══ RECORDS FOR THE EXERCISE
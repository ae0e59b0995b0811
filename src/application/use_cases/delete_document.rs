use std::sync::Arc;
use uuid::Uuid;

use crate::application::errors::RagResult;
use crate::application::services::RagService;
use crate::application::services::rag_service::DeleteOutcome;

pub struct DeleteDocumentUseCase {
    rag_service: Arc<RagService>,
}

impl DeleteDocumentUseCase {
    pub fn new(rag_service: Arc<RagService>) -> Self {
        Self { rag_service }
    }

    pub async fn execute(&self, document_id: Uuid) -> RagResult<DeleteOutcome> {
        self.rag_service.delete(document_id).await
    }
}
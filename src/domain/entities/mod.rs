pub mod content_chunk;
pub mod document;
pub mod embedding;
pub mod rag_query;

pub use content_chunk::ContentChunk;
pub use document::Document;
pub use embedding::Embedding;
pub use rag_query::{RagAnswer, RagQuery, ScoredChunk};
════
- TASK REQUIREMENTS
Reproduce all of the material verbatim.

- EXERCISE OUTPUT
repository ae0e59b0995b0811
filename src/application/use_cases/delete_document.rs
use std::sync::Arc;
use uuid::Uuid;

use crate::application::errors::RagResult;
use crate::application::services::RagService;
use crate::application::services::rag_service::DeleteOutcome;

pub struct DeleteDocumentUseCase {
    rag_service: Arc<RagService>,
}

impl DeleteDocumentUseCase {
    pub fn new(rag_service: Arc<RagService>) -> Self {
        Self { rag_service }
    }

    pub async fn execute(&self, document_id: Uuid) -> RagResult<DeleteOutcome> {
        self.rag_service.delete(document_id).await
    }
}
filename src/domain/entities/mod.rs
pub mod content_chunk;
pub mod document;
pub mod embedding;
pub mod rag_query;

pub use content_chunk::ContentChunk;
pub use document::Document;
pub use embedding::Embedding;
pub use rag_query::{RagAnswer, RagQuery, ScoredChunk};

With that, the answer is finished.